■ WORK TO BE COMPLETED ■
Reproduce the line containing "let dx = (other.x - center.x) as f32;" in the listing below, then every later line up to the end, precisely as written.

────────────────────────────────────────

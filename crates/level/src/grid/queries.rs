//! Neighbourhood, range and area lookups over a level.

use std::collections::{BTreeSet, VecDeque};

use super::TileGrid;
use crate::types::{Coordinate, Tile};

/// Up, right, down, left.
pub(crate) const ORTHOGONAL_OFFSETS: [(i32, i32); 4] = [(0, -1), (1, 0), (0, 1), (-1, 0)];

/// All eight neighbours in scan order.
pub(crate) const NEIGHBOUR_OFFSETS: [(i32, i32); 8] =
    [(-1, -1), (0, -1), (1, -1), (-1, 0), (1, 0), (-1, 1), (0, 1), (1, 1)];

impl TileGrid {
    /// In-bounds orthogonal neighbours of `coordinate`, regardless of kind.
    pub fn neighbours(&self, coordinate: Coordinate) -> Vec<&Tile> {
        ORTHOGONAL_OFFSETS
            .iter()
            .filter_map(|&(dx, dy)| self.get_tile_at(coordinate.offset(dx, dy)))
            .collect()
    }

    /// Tiles whose centre lies within `radius` of the centre of `center`,
    /// flooding outward from `center`. Returned in scan order.
    pub fn tiles_in_range(&self, center: Coordinate, radius: f32) -> Vec<&Tile> {
        let Some(origin) = self.cell_index(center) else {
            return Vec::new();
        };
        let mut found = BTreeSet::from([origin]);
        let mut queue = VecDeque::from([center]);
        while let Some(current) = queue.pop_front() {
            for (dx, dy) in NEIGHBOUR_OFFSETS {
                let next = current.offset(dx, dy);
                let Some(cell) = self.cell_index(next) else {
                    continue;
                };
                if within_radius(center, next, radius) && found.insert(cell) {
                    queue.push_back(next);
                }
            }
        }
        found.into_iter().map(|cell| &self.tiles[cell]).collect()
    }

    pub fn accessible_tiles_in_range(&self, center: Coordinate, radius: f32) -> Vec<&Tile> {
        let mut tiles = self.tiles_in_range(center, radius);
        tiles.retain(|tile| tile.is_accessible());
        tiles
    }

    pub fn random_accessible_coordinate_in_range(
        &mut self,
        center: Coordinate,
        radius: f32,
    ) -> Option<Coordinate> {
        let candidates: Vec<usize> = self
            .accessible_tiles_in_range(center, radius)
            .into_iter()
            .filter_map(|tile| self.cell_index(tile.coordinate))
            .collect();
        let cell = self.pick(&candidates)?;
        Some(self.tiles[cell].coordinate)
    }

    /// Tiles inside the inclusive rectangle spanned by two corners, clamped to
    /// the grid. Corner order does not matter.
    pub fn tiles_in_area(&self, corner_a: Coordinate, corner_b: Coordinate) -> Vec<&Tile> {
        let min_x = corner_a.x.min(corner_b.x).max(0);
        let max_x = corner_a.x.max(corner_b.x).min(self.width as i32 - 1);
        let min_y = corner_a.y.min(corner_b.y).max(0);
        let max_y = corner_a.y.max(corner_b.y).min(self.height as i32 - 1);
        let mut tiles = Vec::new();
        for y in min_y..=max_y {
            for x in min_x..=max_x {
                if let Some(tile) = self.get_tile_at(Coordinate::new(x, y)) {
                    tiles.push(tile);
                }
            }
        }
        tiles
    }
}

fn within_radius(center: Coordinate, other: Coordinate, radius: f32) -> bool {
    let dx = (other.x - center.x) as f32;
    let dy = (other.y - center.y) as f32;
    dx * dx + dy * dy <= radius * radius
}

────────────────────────────────────────

■ SOLUTION FOR THIS EXERCISE ■
    let dx = (other.x - center.x) as f32;
    let dy = (other.y - center.y) as f32;
    dx * dx + dy * dy <= radius * radius
}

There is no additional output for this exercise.